Lost memories in patients suffering from Alzheimer's disease may soon be a thing of the past, thanks to a new discovery.
Long-term memories were thought to be stored within the brain's synapses, the structures which allow chemical and electrical signals to travel between neurons, or brain cells, in the organ. However, a new study shows this idea of how brains work may be inaccurate.
Damaged cells in brains can be repaired by the nervous system under favorable conditions. Researchers discovered that encouraging the nervous system to repair the cells can repair memory once lost to the condition.
"That's a radical idea, but that's where the evidence leads. The nervous system appears to be able to regenerate lost synaptic connections. If you can restore the synaptic connections, the memory will come back. It won't be easy, but I believe it's possible," David Glanzman from the University of California-Los Angeles (UCLA) said.
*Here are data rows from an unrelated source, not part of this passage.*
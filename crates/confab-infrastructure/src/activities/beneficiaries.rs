//! In-memory beneficiary registry.

use confab_core::activity::{
    ActivityError, ActivityResult, AddBeneficiaryRequest, Beneficiary, DeleteBeneficiaryRequest,
};
use std::collections::HashMap;
use tokio::sync::Mutex;

/// Beneficiary state plus the invocation keys already applied, so
/// at-least-once redelivery of an add is applied at most once.
#[derive(Default)]
pub(crate) struct BeneficiaryBook {
    entries: Mutex<BookState>,
}

#[derive(Default)]
struct BookState {
    beneficiaries: Vec<Beneficiary>,
    applied_keys: HashMap<String, Beneficiary>,
    next_id: u64,
}

impl BeneficiaryBook {
    pub(crate) async fn list(&self) -> ActivityResult<Vec<Beneficiary>> {
        Ok(self.entries.lock().await.beneficiaries.clone())
    }

    pub(crate) async fn add(&self, request: AddBeneficiaryRequest) -> ActivityResult<Beneficiary> {
        let name = request.name.trim();
        if name.is_empty() {
            return Err(ActivityError::Validation(
                "beneficiary name must not be empty".to_string(),
            ));
        }
        if request.relationship.trim().is_empty() {
            return Err(ActivityError::Validation(
                "beneficiary relationship must not be empty".to_string(),
            ));
        }

        let mut state = self.entries.lock().await;

        // Redelivered invocation: return the previously created record.
        if let Some(key) = &request.invocation_key {
            if let Some(existing) = state.applied_keys.get(key) {
                return Ok(existing.clone());
            }
        }

        state.next_id += 1;
        let beneficiary = Beneficiary {
            id: format!("ben-{}", state.next_id),
            name: name.to_string(),
            relationship: request.relationship.trim().to_string(),
        };
        state.beneficiaries.push(beneficiary.clone());
        if let Some(key) = request.invocation_key {
            state.applied_keys.insert(key, beneficiary.clone());
        }
        Ok(beneficiary)
    }

    pub(crate) async fn delete(&self, request: DeleteBeneficiaryRequest) -> ActivityResult<()> {
        let mut state = self.entries.lock().await;
        let before = state.beneficiaries.len();
        state
            .beneficiaries
            .retain(|b| b.id != request.beneficiary_id);
        if state.beneficiaries.len() == before {
            return Err(ActivityError::Validation(format!(
                "no beneficiary with id '{}'",
                request.beneficiary_id
            )));
        }
        Ok(())
    }
}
Aplysia, a variety of marine snail, was studied to examine how the animals learned and remembered experiences. The creatures protect their gills whenever they sense danger. This withdrawal reflex was examined by the researchers, along with the motor and sensory neurons that drive the movement.
Snails in the study were given small electrical shocks in their tails, enhancing the withdrawal reflex for a few days, as well as releasing the hormone serotonin into the bloodstreams of the tiny creatures. This adaptation to behavior demonstrates long-term memory in the snails, according to researchers.
New synaptic connections formed through the release of serotonin are the underlying mechanism behind the retention of long-term memory, Glanzman and his team believe. Memories, they found, are stored when brains release proteins which form new synapses.
Concussions, injuries and other disruptions to the manufacture of these proteins prevent memories from forming, investigators stated. This explains why people do not usually remember the moments before they received a concussion.
Serotonin introduced to a Petri dish containing brain neurons caused the structures to grow new connections between motor and sensory neurons. Protein synthesis inhibitors added to the system following a dose of serotonin prevented the formation of new connections and the retention of memory, researchers found. This was not the case if the inhibitor was introduced well after the experience forming the memory.
"In other words, once memories are formed, if you temporarily disrupt protein synthesis, it doesn't affect long-term memory. That's true in the Aplysia and in human's brains," Glanzman told the press.
This knowledge could be used to develop a new generation of drugs to treat Alzheimer's disease and other ailments.
Repair of long-term memory in damaged brains and study of the role of synapses in memory storage of Aplysia was detailed in the journal eLife.